Try it | Please repeat the lines below exactly. Begin with the line containing "#[derive(Parser, Debug)]" and go on through the line containing "height in pixels.".

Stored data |

^^^^

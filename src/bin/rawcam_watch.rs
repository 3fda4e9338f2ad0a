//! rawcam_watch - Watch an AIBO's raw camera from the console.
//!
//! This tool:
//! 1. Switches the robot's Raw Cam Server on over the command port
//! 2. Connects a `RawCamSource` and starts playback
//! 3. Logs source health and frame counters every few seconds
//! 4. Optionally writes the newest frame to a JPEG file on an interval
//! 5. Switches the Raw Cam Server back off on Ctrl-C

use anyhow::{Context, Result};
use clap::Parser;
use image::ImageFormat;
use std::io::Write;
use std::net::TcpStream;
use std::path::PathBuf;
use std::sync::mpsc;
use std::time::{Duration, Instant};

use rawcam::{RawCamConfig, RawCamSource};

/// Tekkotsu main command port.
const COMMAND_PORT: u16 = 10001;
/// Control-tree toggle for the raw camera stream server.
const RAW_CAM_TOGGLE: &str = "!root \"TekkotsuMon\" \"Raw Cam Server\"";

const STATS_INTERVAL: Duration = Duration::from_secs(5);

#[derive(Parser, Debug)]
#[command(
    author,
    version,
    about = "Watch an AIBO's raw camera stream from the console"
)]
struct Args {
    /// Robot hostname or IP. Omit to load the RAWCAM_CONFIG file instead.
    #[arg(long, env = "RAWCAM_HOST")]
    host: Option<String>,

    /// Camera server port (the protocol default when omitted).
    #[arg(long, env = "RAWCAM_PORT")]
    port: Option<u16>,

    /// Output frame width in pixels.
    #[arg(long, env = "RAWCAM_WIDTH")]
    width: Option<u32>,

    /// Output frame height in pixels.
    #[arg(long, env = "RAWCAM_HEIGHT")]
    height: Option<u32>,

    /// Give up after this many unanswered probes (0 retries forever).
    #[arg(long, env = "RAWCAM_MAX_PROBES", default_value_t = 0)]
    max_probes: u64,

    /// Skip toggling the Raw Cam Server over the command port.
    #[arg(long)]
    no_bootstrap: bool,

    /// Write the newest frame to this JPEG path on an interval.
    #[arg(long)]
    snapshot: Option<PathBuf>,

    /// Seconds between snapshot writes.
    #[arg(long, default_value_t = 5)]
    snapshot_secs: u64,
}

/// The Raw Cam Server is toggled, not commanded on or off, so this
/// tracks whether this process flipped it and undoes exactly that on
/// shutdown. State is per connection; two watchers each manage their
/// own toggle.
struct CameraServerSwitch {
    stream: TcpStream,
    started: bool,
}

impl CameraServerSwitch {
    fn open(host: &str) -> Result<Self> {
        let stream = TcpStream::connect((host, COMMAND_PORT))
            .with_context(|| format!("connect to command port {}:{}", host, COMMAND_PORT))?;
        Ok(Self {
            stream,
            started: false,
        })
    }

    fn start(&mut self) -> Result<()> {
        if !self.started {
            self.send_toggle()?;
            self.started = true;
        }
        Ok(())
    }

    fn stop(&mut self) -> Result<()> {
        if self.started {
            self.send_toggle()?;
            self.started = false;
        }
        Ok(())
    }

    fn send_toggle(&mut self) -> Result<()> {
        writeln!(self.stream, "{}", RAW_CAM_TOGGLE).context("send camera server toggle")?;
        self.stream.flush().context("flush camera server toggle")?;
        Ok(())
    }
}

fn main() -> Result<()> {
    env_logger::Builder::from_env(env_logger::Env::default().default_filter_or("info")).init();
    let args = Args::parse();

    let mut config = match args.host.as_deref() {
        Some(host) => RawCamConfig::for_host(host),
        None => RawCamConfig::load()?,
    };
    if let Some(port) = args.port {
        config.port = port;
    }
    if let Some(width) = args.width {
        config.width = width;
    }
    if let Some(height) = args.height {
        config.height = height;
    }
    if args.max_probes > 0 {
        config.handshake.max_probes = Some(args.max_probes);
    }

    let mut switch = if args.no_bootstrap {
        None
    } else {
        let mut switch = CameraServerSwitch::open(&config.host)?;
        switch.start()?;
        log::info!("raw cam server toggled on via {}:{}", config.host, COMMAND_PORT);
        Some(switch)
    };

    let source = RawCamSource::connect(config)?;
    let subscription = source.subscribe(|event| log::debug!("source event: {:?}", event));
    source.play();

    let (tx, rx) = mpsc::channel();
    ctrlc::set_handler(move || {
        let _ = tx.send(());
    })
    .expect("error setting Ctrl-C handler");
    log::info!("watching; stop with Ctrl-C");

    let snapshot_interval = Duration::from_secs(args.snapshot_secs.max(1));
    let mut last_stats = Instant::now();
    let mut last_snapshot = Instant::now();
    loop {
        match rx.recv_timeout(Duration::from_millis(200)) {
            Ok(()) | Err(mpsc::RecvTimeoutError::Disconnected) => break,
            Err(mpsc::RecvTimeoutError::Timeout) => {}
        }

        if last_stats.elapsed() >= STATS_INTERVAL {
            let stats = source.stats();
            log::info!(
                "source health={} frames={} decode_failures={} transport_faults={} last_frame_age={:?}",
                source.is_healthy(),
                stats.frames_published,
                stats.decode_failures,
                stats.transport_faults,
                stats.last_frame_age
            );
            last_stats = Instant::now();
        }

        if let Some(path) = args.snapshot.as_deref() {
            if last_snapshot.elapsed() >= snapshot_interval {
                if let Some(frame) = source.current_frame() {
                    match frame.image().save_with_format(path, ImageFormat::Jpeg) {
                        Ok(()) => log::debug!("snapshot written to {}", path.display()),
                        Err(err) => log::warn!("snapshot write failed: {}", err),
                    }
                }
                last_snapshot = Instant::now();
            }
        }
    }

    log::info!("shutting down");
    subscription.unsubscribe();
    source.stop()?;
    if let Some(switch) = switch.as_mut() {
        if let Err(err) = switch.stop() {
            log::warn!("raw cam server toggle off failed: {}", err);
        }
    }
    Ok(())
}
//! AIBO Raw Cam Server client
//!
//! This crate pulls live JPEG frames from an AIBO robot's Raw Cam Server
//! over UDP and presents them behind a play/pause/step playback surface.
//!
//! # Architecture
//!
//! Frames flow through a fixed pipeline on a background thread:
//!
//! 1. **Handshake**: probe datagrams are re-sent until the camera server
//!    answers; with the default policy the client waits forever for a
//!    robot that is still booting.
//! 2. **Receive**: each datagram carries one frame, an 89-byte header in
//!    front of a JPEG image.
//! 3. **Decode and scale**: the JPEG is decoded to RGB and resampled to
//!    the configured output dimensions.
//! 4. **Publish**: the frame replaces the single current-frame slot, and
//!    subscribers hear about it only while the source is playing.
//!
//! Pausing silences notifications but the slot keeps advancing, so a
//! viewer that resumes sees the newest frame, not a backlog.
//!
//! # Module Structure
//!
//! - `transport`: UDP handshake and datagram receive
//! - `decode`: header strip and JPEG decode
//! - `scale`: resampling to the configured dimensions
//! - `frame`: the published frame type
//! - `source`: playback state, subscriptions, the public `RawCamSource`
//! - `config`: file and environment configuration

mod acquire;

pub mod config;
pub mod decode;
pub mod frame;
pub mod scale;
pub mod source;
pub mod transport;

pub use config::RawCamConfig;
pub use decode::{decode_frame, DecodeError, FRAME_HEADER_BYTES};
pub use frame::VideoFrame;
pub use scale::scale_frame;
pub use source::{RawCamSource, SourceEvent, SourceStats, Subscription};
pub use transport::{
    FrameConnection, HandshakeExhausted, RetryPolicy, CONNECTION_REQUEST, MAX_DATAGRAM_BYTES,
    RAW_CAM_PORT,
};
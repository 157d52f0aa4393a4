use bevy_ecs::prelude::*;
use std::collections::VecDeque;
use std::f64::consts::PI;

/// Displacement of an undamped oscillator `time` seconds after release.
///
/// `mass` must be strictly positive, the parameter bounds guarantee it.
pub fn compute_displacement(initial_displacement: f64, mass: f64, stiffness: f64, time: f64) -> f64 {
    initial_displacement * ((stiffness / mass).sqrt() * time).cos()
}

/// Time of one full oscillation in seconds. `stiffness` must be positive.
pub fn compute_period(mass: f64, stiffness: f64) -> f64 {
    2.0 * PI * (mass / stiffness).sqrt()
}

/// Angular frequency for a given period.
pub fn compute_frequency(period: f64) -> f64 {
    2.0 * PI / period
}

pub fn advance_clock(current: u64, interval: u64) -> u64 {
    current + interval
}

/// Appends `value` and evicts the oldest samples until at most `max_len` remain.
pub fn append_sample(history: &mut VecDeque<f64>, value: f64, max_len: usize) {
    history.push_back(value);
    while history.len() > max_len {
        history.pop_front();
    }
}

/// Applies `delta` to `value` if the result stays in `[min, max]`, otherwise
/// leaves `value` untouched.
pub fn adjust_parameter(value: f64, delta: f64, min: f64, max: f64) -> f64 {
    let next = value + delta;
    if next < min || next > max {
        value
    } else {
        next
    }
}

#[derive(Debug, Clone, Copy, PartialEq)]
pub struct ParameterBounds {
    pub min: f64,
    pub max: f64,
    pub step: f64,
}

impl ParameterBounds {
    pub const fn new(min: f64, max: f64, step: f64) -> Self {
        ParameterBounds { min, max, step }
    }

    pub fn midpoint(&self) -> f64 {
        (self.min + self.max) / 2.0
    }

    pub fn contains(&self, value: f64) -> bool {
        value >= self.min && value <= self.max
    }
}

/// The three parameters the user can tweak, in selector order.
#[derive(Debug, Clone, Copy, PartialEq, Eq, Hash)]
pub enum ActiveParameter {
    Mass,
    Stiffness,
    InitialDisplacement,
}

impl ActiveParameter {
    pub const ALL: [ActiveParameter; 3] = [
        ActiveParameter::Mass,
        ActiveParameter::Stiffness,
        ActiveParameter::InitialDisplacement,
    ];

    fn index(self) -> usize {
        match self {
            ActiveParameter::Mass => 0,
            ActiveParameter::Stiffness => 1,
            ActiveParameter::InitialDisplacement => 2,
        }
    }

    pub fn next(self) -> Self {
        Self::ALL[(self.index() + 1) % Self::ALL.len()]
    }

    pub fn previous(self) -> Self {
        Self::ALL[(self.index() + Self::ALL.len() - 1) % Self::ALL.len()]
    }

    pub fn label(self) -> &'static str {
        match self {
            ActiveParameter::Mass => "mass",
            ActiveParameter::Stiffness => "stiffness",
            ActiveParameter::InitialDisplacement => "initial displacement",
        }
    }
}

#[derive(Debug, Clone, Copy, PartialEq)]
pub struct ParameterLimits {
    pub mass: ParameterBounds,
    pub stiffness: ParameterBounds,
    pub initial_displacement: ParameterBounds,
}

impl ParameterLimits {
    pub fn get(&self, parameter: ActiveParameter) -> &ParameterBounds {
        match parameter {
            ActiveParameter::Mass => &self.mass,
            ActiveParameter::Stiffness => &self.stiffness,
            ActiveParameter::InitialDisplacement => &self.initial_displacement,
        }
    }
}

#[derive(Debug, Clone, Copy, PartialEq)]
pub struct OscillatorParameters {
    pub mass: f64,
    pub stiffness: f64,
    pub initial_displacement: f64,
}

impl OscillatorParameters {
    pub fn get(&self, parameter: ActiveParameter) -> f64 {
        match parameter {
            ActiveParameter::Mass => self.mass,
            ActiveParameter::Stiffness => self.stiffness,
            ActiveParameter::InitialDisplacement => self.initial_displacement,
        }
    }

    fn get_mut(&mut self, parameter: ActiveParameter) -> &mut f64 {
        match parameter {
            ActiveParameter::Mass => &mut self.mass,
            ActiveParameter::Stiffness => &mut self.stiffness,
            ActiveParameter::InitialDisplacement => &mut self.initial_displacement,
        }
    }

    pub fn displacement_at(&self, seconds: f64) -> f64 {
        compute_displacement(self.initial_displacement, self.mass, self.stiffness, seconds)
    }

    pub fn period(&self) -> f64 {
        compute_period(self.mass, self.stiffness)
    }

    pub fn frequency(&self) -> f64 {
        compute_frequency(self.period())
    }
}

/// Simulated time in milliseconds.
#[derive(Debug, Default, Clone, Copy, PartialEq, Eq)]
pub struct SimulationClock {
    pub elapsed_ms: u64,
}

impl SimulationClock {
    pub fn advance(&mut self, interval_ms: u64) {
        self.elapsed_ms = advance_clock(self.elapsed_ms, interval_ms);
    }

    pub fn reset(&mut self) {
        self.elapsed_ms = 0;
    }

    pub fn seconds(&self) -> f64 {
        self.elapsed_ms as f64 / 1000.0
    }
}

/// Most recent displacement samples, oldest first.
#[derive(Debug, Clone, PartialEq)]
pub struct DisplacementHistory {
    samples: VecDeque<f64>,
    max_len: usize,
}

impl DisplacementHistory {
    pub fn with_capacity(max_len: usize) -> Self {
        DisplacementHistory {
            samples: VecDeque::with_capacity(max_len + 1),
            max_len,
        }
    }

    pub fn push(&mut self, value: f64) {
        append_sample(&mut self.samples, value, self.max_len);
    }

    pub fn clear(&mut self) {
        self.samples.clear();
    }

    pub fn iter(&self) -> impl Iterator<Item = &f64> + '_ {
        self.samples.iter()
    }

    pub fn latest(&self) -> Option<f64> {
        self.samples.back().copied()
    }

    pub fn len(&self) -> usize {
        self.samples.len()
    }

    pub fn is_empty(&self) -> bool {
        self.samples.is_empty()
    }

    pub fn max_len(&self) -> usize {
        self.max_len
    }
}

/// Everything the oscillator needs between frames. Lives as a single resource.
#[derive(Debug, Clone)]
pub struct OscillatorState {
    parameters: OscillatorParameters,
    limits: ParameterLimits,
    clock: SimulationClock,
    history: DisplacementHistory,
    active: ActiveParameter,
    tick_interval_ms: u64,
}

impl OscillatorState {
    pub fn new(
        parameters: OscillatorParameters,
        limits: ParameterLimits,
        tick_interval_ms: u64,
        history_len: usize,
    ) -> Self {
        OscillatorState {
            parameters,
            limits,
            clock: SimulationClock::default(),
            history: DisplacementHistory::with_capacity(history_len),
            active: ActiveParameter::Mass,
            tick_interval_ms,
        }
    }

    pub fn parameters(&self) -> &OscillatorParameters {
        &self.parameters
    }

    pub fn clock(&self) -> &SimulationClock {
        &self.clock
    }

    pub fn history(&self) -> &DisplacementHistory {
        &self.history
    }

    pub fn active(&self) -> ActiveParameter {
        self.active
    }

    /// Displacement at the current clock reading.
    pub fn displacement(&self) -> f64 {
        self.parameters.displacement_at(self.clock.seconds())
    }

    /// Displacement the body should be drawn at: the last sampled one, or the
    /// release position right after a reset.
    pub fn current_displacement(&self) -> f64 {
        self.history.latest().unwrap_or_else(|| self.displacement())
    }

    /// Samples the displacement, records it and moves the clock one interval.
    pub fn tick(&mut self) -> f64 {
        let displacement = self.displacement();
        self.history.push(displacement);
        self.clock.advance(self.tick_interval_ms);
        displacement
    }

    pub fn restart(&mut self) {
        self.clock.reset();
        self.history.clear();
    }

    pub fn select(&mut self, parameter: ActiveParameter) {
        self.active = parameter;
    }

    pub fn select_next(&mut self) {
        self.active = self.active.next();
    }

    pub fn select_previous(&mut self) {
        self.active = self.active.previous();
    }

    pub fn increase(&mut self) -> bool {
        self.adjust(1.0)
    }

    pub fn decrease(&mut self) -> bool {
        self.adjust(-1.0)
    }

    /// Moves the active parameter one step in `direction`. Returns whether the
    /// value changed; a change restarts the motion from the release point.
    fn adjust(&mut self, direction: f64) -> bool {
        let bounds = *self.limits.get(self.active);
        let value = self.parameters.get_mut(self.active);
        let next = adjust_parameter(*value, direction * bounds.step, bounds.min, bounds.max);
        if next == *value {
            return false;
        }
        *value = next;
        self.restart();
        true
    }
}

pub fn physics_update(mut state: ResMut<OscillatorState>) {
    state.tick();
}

^^^^

Response for this exercise |
#[derive(Parser, Debug)]
#[command(
    author,
    version,
    about = "Watch an AIBO's raw camera stream from the console"
)]
struct Args {
    /// Robot hostname or IP. Omit to load the RAWCAM_CONFIG file instead.
    #[arg(long, env = "RAWCAM_HOST")]
    host: Option<String>,

    /// Camera server port (the protocol default when omitted).
    #[arg(long, env = "RAWCAM_PORT")]
    port: Option<u16>,

    /// Output frame width in pixels.
    #[arg(long, env = "RAWCAM_WIDTH")]
    width: Option<u32>,

    /// Output frame height in pixels.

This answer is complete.